### Problem statement
For this task, copy the data that follows exactly, keeping every character.
[[ Exercise data open ]]
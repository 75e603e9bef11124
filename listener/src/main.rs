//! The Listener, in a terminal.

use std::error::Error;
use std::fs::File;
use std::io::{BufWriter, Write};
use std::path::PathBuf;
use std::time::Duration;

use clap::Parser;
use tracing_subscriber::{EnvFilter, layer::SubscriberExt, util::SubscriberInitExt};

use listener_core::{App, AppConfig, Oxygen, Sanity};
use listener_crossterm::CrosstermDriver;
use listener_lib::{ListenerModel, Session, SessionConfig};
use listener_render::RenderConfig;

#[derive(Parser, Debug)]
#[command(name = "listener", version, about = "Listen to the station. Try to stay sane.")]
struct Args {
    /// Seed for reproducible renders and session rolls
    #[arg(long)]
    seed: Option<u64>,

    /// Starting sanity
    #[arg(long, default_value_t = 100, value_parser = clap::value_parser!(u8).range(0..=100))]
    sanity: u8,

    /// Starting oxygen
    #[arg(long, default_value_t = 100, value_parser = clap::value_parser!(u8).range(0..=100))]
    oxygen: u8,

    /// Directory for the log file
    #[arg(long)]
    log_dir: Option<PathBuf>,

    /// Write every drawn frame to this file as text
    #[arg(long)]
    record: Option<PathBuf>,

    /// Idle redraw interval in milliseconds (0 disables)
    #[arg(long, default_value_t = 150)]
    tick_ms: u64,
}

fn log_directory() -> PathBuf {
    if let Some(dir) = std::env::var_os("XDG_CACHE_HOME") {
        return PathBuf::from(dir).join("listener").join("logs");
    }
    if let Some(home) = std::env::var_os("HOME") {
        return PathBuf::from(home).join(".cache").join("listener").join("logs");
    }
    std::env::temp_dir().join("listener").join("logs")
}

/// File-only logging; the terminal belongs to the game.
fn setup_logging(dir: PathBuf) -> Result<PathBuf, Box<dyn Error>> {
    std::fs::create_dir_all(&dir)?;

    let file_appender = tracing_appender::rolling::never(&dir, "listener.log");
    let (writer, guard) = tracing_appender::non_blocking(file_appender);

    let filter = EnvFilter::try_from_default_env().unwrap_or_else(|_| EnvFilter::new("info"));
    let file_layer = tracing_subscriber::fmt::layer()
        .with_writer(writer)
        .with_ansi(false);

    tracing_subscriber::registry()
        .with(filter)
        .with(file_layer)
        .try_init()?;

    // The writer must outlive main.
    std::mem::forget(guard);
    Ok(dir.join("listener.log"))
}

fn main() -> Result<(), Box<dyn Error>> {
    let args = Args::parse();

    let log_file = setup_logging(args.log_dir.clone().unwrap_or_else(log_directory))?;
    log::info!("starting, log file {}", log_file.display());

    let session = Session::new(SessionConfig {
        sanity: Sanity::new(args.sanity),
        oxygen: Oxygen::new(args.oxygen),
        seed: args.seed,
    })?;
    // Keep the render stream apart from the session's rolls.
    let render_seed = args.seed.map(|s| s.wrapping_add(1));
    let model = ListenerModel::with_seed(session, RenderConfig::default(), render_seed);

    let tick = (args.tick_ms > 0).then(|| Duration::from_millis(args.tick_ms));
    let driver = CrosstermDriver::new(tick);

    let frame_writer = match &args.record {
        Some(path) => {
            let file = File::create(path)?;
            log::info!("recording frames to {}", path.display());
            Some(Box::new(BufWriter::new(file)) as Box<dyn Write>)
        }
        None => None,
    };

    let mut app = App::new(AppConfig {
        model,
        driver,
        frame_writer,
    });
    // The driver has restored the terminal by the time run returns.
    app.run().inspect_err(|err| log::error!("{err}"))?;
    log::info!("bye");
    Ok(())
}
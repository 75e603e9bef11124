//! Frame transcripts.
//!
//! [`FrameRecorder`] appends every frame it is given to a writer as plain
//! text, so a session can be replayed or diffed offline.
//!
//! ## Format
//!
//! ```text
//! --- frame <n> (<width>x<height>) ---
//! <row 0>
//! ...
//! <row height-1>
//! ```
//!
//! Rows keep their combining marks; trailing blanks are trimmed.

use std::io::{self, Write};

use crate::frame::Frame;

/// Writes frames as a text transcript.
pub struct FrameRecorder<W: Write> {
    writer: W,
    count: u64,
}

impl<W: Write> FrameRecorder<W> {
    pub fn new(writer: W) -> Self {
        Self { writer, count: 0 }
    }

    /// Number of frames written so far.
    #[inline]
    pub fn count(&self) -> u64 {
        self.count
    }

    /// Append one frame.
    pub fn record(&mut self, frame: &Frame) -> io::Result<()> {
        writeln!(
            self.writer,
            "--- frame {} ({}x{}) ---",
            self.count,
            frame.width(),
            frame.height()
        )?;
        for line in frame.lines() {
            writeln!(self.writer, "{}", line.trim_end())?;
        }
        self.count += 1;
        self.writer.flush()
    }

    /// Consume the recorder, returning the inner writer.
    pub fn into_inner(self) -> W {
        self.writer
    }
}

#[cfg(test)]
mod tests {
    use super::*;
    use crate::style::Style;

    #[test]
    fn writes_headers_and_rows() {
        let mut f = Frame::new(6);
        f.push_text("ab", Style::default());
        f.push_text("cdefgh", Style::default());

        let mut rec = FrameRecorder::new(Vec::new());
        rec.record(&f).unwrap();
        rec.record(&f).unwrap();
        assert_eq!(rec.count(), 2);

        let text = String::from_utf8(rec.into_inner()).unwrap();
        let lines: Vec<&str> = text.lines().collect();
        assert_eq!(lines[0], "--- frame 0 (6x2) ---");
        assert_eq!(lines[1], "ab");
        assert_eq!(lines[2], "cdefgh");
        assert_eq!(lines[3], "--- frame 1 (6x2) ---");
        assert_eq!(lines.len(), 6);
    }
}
[[ Exercise data closed ]]
### Answer to this problem
repository 75e603e9bef11124
filename listener/src/main.rs
//! The Listener, in a terminal.

use std::error::Error;
use std::fs::File;
use std::io::{BufWriter, Write};
use std::path::PathBuf;
use std::time::Duration;

use clap::Parser;
use tracing_subscriber::{EnvFilter, layer::SubscriberExt, util::SubscriberInitExt};

use listener_core::{App, AppConfig, Oxygen, Sanity};
use listener_crossterm::CrosstermDriver;
use listener_lib::{ListenerModel, Session, SessionConfig};
use listener_render::RenderConfig;

#[derive(Parser, Debug)]
#[command(name = "listener", version, about = "Listen to the station. Try to stay sane.")]
struct Args {
    /// Seed for reproducible renders and session rolls
    #[arg(long)]
    seed: Option<u64>,

    /// Starting sanity
    #[arg(long, default_value_t = 100, value_parser = clap::value_parser!(u8).range(0..=100))]
    sanity: u8,

    /// Starting oxygen
    #[arg(long, default_value_t = 100, value_parser = clap::value_parser!(u8).range(0..=100))]
    oxygen: u8,

    /// Directory for the log file
    #[arg(long)]
    log_dir: Option<PathBuf>,

    /// Write every drawn frame to this file as text
    #[arg(long)]
    record: Option<PathBuf>,

    /// Idle redraw interval in milliseconds (0 disables)
    #[arg(long, default_value_t = 150)]
    tick_ms: u64,
}

fn log_directory() -> PathBuf {
    if let Some(dir) = std::env::var_os("XDG_CACHE_HOME") {
        return PathBuf::from(dir).join("listener").join("logs");
    }
    if let Some(home) = std::env::var_os("HOME") {
        return PathBuf::from(home).join(".cache").join("listener").join("logs");
    }
    std::env::temp_dir().join("listener").join("logs")
}

/// File-only logging; the terminal belongs to the game.
fn setup_logging(dir: PathBuf) -> Result<PathBuf, Box<dyn Error>> {
    std::fs::create_dir_all(&dir)?;

    let file_appender = tracing_appender::rolling::never(&dir, "listener.log");
    let (writer, guard) = tracing_appender::non_blocking(file_appender);

    let filter = EnvFilter::try_from_default_env().unwrap_or_else(|_| EnvFilter::new("info"));
    let file_layer = tracing_subscriber::fmt::layer()
        .with_writer(writer)
        .with_ansi(false);

    tracing_subscriber::registry()
        .with(filter)
        .with(file_layer)
        .try_init()?;

    // The writer must outlive main.
    std::mem::forget(guard);
    Ok(dir.join("listener.log"))
}

fn main() -> Result<(), Box<dyn Error>> {
    let args = Args::parse();

    let log_file = setup_logging(args.log_dir.clone().unwrap_or_else(log_directory))?;
    log::info!("starting, log file {}", log_file.display());

    let session = Session::new(SessionConfig {
        sanity: Sanity::new(args.sanity),
        oxygen: Oxygen::new(args.oxygen),
        seed: args.seed,
    })?;
    // Keep the render stream apart from the session's rolls.
    let render_seed = args.seed.map(|s| s.wrapping_add(1));
    let model = ListenerModel::with_seed(session, RenderConfig::default(), render_seed);

    let tick = (args.tick_ms > 0).then(|| Duration::from_millis(args.tick_ms));
    let driver = CrosstermDriver::new(tick);

    let frame_writer = match &args.record {
        Some(path) => {
            let file = File::create(path)?;
            log::info!("recording frames to {}", path.display());
            Some(Box::new(BufWriter::new(file)) as Box<dyn Write>)
        }
        None => None,
    };

    let mut app = App::new(AppConfig {
        model,
        driver,
        frame_writer,
    });
    // The driver has restored the terminal by the time run returns.
    app.run().inspect_err(|err| log::error!("{err}"))?;
    log::info!("bye");
    Ok(())
}
repository 75e603e9bef11124
//! Frame transcripts.
//!
//! [`FrameRecorder`] appends every frame it is given to a writer as plain
//! text, so a session can be replayed or diffed offline.
//!
//! ## Format
//!
//! ```text
//! --- frame <n> (<width>x<height>) ---
//! <row 0>
//! ...
//! <row height-1>
//! ```
//!
//! Rows keep their combining marks; trailing blanks are trimmed.

use std::io::{self, Write};

use crate::frame::Frame;

/// Writes frames as a text transcript.
pub struct FrameRecorder<W: Write> {
    writer: W,
    count: u64,
}

impl<W: Write> FrameRecorder<W> {
    pub fn new(writer: W) -> Self {
        Self { writer, count: 0 }
    }

    /// Number of frames written so far.
    #[inline]
    pub fn count(&self) -> u64 {
        self.count
    }

    /// Append one frame.
    pub fn record(&mut self, frame: &Frame) -> io::Result<()> {
        writeln!(
            self.writer,
            "--- frame {} ({}x{}) ---",
            self.count,
            frame.width(),
            frame.height()
        )?;
        for line in frame.lines() {
            writeln!(self.writer, "{}", line.trim_end())?;
        }
        self.count += 1;
        self.writer.flush()
    }

    /// Consume the recorder, returning the inner writer.
    pub fn into_inner(self) -> W {
        self.writer
    }
}

#[cfg(test)]
mod tests {
    use super::*;
    use crate::style::Style;

    #[test]
    fn writes_headers_and_rows() {
        let mut f = Frame::new(6);
        f.push_text("ab", Style::default());
        f.push_text("cdefgh", Style::default());

        let mut rec = FrameRecorder::new(Vec::new());
        rec.record(&f).unwrap();
        rec.record(&f).unwrap();
        assert_eq!(rec.count(), 2);

        let text = String::from_utf8(rec.into_inner()).unwrap();
        let lines: Vec<&str> = text.lines().collect();
        assert_eq!(lines[0], "--- frame 0 (6x2) ---");
        assert_eq!(lines[1], "ab");
        assert_eq!(lines[2], "cdefgh");
        assert_eq!(lines[3], "--- frame 1 (6x2) ---");
        assert_eq!(lines.len(), 6);
    }
}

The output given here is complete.